There had been so much to the lives of the Ancients that could never have been guessed from their technology and the many failed experiments they'd found in the city and throughout Pegasus; so much that the contact Earth people had had with the Ascendants did not even hint at. From the globe, Elizabeth had learned that the Ancients had educated their young people in classrooms not too dissimilar from the ones back home. She'd learned that they had sporting events, although they had apparently not been segregated by gender or age group. She'd seen evidence that the Ancients lived as individual families, but seemed to band several families together for the daily care and raising of their children; she'd noticed children who lived with one pair of adults being taken on outings or being fed by other adults entirely.

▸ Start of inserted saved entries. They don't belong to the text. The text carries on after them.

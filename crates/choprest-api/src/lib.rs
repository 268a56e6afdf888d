// choprest-api: Async Rust client for the choprest restaurant REST API

pub mod client;
pub mod error;
pub mod models;
pub mod transport;

pub use client::RestaurantClient;
pub use error::Error;
pub use models::Restaurant;
pub use transport::TransportConfig;
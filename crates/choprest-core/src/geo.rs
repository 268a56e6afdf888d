// ── Distance and radius filtering ──
//
// Pure functions over `GeoPoint`. Anything with an optional position can be
// filtered; records without one are silently excluded.

use std::sync::Arc;

use crate::model::{GeoPoint, MarkerRecord, Restaurant};

/// Mean Earth radius used by the haversine formula, in meters.
pub const EARTH_RADIUS_M: f64 = 6_371_000.0;

/// Something that may sit at a point on the map.
pub trait Located {
    fn position(&self) -> Option<GeoPoint>;
}

impl Located for GeoPoint {
    fn position(&self) -> Option<GeoPoint> {
        Some(*self)
    }
}

impl Located for Restaurant {
    fn position(&self) -> Option<GeoPoint> {
        self.position
    }
}

impl Located for MarkerRecord {
    fn position(&self) -> Option<GeoPoint> {
        self.position
    }
}

impl<T: Located + ?Sized> Located for Arc<T> {
    fn position(&self) -> Option<GeoPoint> {
        (**self).position()
    }
}

impl<T: Located + ?Sized> Located for &T {
    fn position(&self) -> Option<GeoPoint> {
        (**self).position()
    }
}

/// Great-circle distance between two points, in meters.
pub fn distance_meters(a: GeoPoint, b: GeoPoint) -> f64 {
    let phi1 = a.lat().to_radians();
    let phi2 = b.lat().to_radians();
    let d_phi = (b.lat() - a.lat()).to_radians();
    let d_lambda = (b.lng() - a.lng()).to_radians();

    let h = (d_phi / 2.0).sin().powi(2) + phi1.cos() * phi2.cos() * (d_lambda / 2.0).sin().powi(2);
    // Rounding can push `h` a hair past 1.0 for antipodal points.
    2.0 * EARTH_RADIUS_M * h.sqrt().min(1.0).asin()
}

/// Candidates within `radius_m` of `center`, in input order.
pub fn near_by<T: Located + Clone>(center: GeoPoint, radius_m: f64, candidates: &[T]) -> Vec<T> {
    candidates
        .iter()
        .filter(|c| {
            c.position()
                .is_some_and(|p| distance_meters(center, p) <= radius_m)
        })
        .cloned()
        .collect()
}

#[cfg(test)]
#[allow(clippy::unwrap_used)]
mod tests {
    use super::*;

    fn pt(lat: f64, lng: f64) -> GeoPoint {
        GeoPoint::new(lat, lng).unwrap()
    }

    #[test]
    fn zero_distance_to_self() {
        let p = pt(37.5665, 126.978);
        assert!(distance_meters(p, p).abs() < 1e-9);
    }

    #[test]
    fn one_degree_of_latitude() {
        // 2πR / 360
        let d = distance_meters(pt(0.0, 0.0), pt(1.0, 0.0));
        assert!((d - 111_194.93).abs() < 1.0, "got {d}");
    }

    #[test]
    fn symmetric() {
        let a = pt(37.5665, 126.978);
        let b = pt(35.1796, 129.0756);
        assert!((distance_meters(a, b) - distance_meters(b, a)).abs() < 1e-6);
    }

    #[test]
    fn seoul_to_busan_is_about_325km() {
        let d = distance_meters(pt(37.5665, 126.978), pt(35.1796, 129.0756));
        assert!((320_000.0..330_000.0).contains(&d), "got {d}");
    }

    #[test]
    fn antipodes_do_not_produce_nan() {
        let d = distance_meters(pt(0.0, 0.0), pt(0.0, 180.0));
        assert!(d.is_finite());
    }

    #[test]
    fn near_by_keeps_order_and_drops_missing_positions() {
        let center = pt(37.5665, 126.978);
        let candidates = vec![
            Restaurant::new(1, "close", Some(pt(37.5670, 126.9785))),
            Restaurant::new(2, "nowhere", None),
            Restaurant::new(3, "far", Some(pt(37.60, 127.05))),
            Restaurant::new(4, "also close", Some(pt(37.5660, 126.9770))),
        ];

        let hits = near_by(center, 1000.0, &candidates);
        let ids: Vec<i64> = hits.iter().map(|r| r.id.get()).collect();
        assert_eq!(ids, vec![1, 4]);
    }

    #[test]
    fn near_by_never_exceeds_radius() {
        let center = pt(37.5, 127.0);
        let candidates: Vec<GeoPoint> = (0..40)
            .map(|i| pt(37.5 + f64::from(i) * 0.001, 127.0 + f64::from(i) * 0.0005))
            .collect();

        let hits = near_by(center, 1000.0, &candidates);
        assert!(!hits.is_empty());
        assert!(hits.len() < candidates.len());
        for p in &hits {
            assert!(distance_meters(center, *p) <= 1000.0);
        }
    }

    #[test]
    fn near_by_works_over_shared_records() {
        let center = pt(37.5, 127.0);
        let shared = vec![Arc::new(Restaurant::new(9, "shared", Some(center)))];
        assert_eq!(near_by(center, 1.0, &shared).len(), 1);
    }
}
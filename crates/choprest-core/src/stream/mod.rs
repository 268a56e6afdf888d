// ── Reactive result streams ──
//
// Subscription types for consuming result-list changes from the ResultStore.

mod filter;

use std::pin::Pin;
use std::sync::Arc;
use std::task::{Context, Poll};

use futures_core::Stream;
use tokio::sync::watch;
use tokio_stream::wrappers::WatchStream;

use crate::model::Restaurant;

pub use filter::{ResultFilter, unique_regions};

/// A shared, immutable result list.
pub type Snapshot = Arc<Vec<Arc<Restaurant>>>;

/// A subscription to a result list.
///
/// Offers the snapshot seen at subscription time and change notification
/// via [`changed`](Self::changed) or as a `Stream`.
pub struct ResultStream {
    current: Snapshot,
    receiver: watch::Receiver<Snapshot>,
}

impl ResultStream {
    pub(crate) fn new(receiver: watch::Receiver<Snapshot>) -> Self {
        let current = receiver.borrow().clone();
        Self { current, receiver }
    }

    /// The snapshot captured at creation or at the last `changed()`.
    pub fn current(&self) -> &Snapshot {
        &self.current
    }

    /// Wait for the next change. `None` once the store is gone.
    pub async fn changed(&mut self) -> Option<Snapshot> {
        self.receiver.changed().await.ok()?;
        let snap = self.receiver.borrow_and_update().clone();
        self.current = snap.clone();
        Some(snap)
    }

    /// Convert into a `Stream` for use with `StreamExt` combinators.
    pub fn into_stream(self) -> ResultWatchStream {
        ResultWatchStream {
            inner: WatchStream::new(self.receiver),
        }
    }
}

/// `Stream` adapter yielding every new snapshot, starting with the current one.
pub struct ResultWatchStream {
    inner: WatchStream<Snapshot>,
}

impl Stream for ResultWatchStream {
    type Item = Snapshot;

    fn poll_next(mut self: Pin<&mut Self>, cx: &mut Context<'_>) -> Poll<Option<Self::Item>> {
        Pin::new(&mut self.inner).poll_next(cx)
    }
}
// Shared transport configuration for building reqwest::Client instances.

use std::time::Duration;

/// Transport settings for the restaurant API client.
#[derive(Debug, Clone)]
pub struct TransportConfig {
    pub timeout: Duration,
    pub user_agent: String,
}

impl Default for TransportConfig {
    fn default() -> Self {
        Self {
            timeout: Duration::from_secs(30),
            user_agent: concat!("choprest/", env!("CARGO_PKG_VERSION")).into(),
        }
    }
}

impl TransportConfig {
    /// Transport with a custom request timeout.
    pub fn with_timeout(mut self, timeout: Duration) -> Self {
        self.timeout = timeout;
        self
    }

    /// Build a `reqwest::Client` from this config.
    pub fn build_client(&self) -> Result<reqwest::Client, crate::error::Error> {
        reqwest::Client::builder()
            .timeout(self.timeout)
            .user_agent(&self.user_agent)
            .build()
            .map_err(|e| crate::error::Error::ClientSetup(e.to_string()))
    }
}
use thiserror::Error;

/// Top-level error type for the `choprest-api` crate.
///
/// Covers every failure mode of the restaurant REST surface: transport,
/// HTTP status handling, and payload decoding. `choprest-core` maps these
/// into user-facing diagnostics.
#[derive(Debug, Error)]
pub enum Error {
    // ── Transport ───────────────────────────────────────────────────
    /// HTTP transport error (connection refused, DNS failure, etc.)
    #[error("HTTP transport error: {0}")]
    Transport(#[from] reqwest::Error),

    /// URL parsing error.
    #[error("Invalid URL: {0}")]
    InvalidUrl(#[from] url::ParseError),

    /// Request timed out.
    #[error("Request timed out after {timeout_secs}s")]
    Timeout { timeout_secs: u64 },

    /// Building the HTTP client failed.
    #[error("HTTP client setup failed: {0}")]
    ClientSetup(String),

    // ── HTTP ────────────────────────────────────────────────────────
    /// The requested resource does not exist (HTTP 404).
    #[error("Not found: {path}")]
    NotFound { path: String },

    /// Any other non-success status from the server.
    #[error("Server error (HTTP {status}): {message}")]
    Http { status: u16, message: String },

    // ── Data ────────────────────────────────────────────────────────
    /// JSON deserialization failed, with the raw body for debugging.
    #[error("Deserialization error: {message}")]
    Deserialization { message: String, body: String },
}

impl Error {
    /// Returns `true` if this is a transient error worth retrying.
    pub fn is_transient(&self) -> bool {
        match self {
            Self::Transport(e) => e.is_timeout() || e.is_connect(),
            Self::Timeout { .. } => true,
            Self::Http { status, .. } => *status >= 500,
            _ => false,
        }
    }

    /// Returns `true` if this is a "not found" error.
    pub fn is_not_found(&self) -> bool {
        match self {
            Self::Transport(e) => e.status() == Some(reqwest::StatusCode::NOT_FOUND),
            Self::NotFound { .. } => true,
            _ => false,
        }
    }
}
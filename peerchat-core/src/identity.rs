//! Node identity selection.
//!
//! A node runs either under a freshly generated key or under one of a small
//! set of provisioned keys picked by index. The provisioned keys are what the
//! built-in peer table pins, so a multi-node demo is repeatable across runs.

use std::fmt;

use crate::crypto::{decode_secret_key, EndpointId, KeyPair, PublicKey, Signature};
use crate::error::IdentityError;

/// Provisioned private keys in their persisted text encoding.
pub const PROVISIONED_KEYS: [&str; 3] = [
    "MmJkYjFmMGJjNWQxMmFmOTk3MWZiNDI2YjZhNjc1N2I3YTllNDcxYWY2OWMyYThiMDA3MDM5ZWEyNmVjODA5OQ==",
    "MzdjNGRiMDk0MWQ2ZGYyN2ZlNTViYjE0YjUwYTJkN2U5ZmM3YmY4NTQ4MzU3M2Q2MjlkZjExZmZkZGU1OWYwYQ==",
    "NmUxODYyZWZhNmEzOTcwMTlmM2FjNTEwMjRiODQ0ZTU0NjE1NTE2MGUxZmQzMGUzOGViNjVkM2VjZjQ3ZmFmMg==",
];

/// How a node picks its identity at startup.
#[derive(Debug, Clone, Copy, PartialEq, Eq)]
pub enum IdentitySelector {
    /// Generate a fresh random key.
    Generate,
    /// Use the provisioned key at this index.
    Provisioned(usize),
}

/// The cryptographic identity of a running node.
///
/// Created once at startup and never mutated.
#[derive(Clone)]
pub struct NodeIdentity {
    keypair: KeyPair,
    endpoint_id: EndpointId,
}

impl NodeIdentity {
    /// Select an identity.
    ///
    /// A provisioned index outside [`PROVISIONED_KEYS`] is an error; there is
    /// no fallback to generating a key.
    pub fn select(selector: IdentitySelector) -> Result<Self, IdentityError> {
        match selector {
            IdentitySelector::Generate => Ok(Self::from_keypair(KeyPair::generate())),
            IdentitySelector::Provisioned(index) => {
                let encoded = PROVISIONED_KEYS.get(index).ok_or(IdentityError::UnknownIndex {
                    index,
                    available: PROVISIONED_KEYS.len(),
                })?;
                Self::from_encoded(encoded)
            }
        }
    }

    /// Load an identity from a key in the persisted text encoding.
    pub fn from_encoded(text: &str) -> Result<Self, IdentityError> {
        let secret = decode_secret_key(text)?;
        Ok(Self::from_keypair(KeyPair::from_secret_bytes(&secret)))
    }

    /// Wrap an existing key pair.
    pub fn from_keypair(keypair: KeyPair) -> Self {
        let endpoint_id = keypair.endpoint_id();
        Self { keypair, endpoint_id }
    }

    /// The node's endpoint identifier.
    pub fn endpoint_id(&self) -> EndpointId {
        self.endpoint_id
    }

    /// The node's public key.
    pub fn public_key(&self) -> PublicKey {
        self.keypair.public_key()
    }

    /// Sign a message with the node's key.
    pub fn sign(&self, message: &[u8]) -> Signature {
        self.keypair.sign(message)
    }

    /// Raw private key material.
    pub fn secret_bytes(&self) -> &[u8; 32] {
        self.keypair.secret_bytes()
    }
}

impl fmt::Debug for NodeIdentity {
    fn fmt(&self, f: &mut fmt::Formatter<'_>) -> fmt::Result {
        f.debug_struct("NodeIdentity")
            .field("endpoint_id", &self.endpoint_id)
            .finish_non_exhaustive()
    }
}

The orb had given her a new perspective on the builders of this great city, one that only she seemed to appreciate. Radek had smiled somewhat indulgently at her excitement, stating that while it was certainly interesting, the globe's lack of repeatability or a search function rendered it more of a novelty than a viable tool for research. And she just knew that when Rodney was rested up from this latest harrowing mission, his interest in anything the globe could show him would be limited to trying to locate the labs and artifacts he saw being used by those long-ago residents. John, she was sure, would consider the whole thing "cool," but would be otherwise unimpressed, unless he was treated to a scene that took place in an unexplored part of the city that he thought they could make good use of.
Even Chuck had merely nodded and smiled when she'd shown him what the orb could do, his expression conveying that he was glad she'd found something to keep her mind occupied as they all worried about the fate of their missing team. She tried hard not to let her frustration with him creep into her voice.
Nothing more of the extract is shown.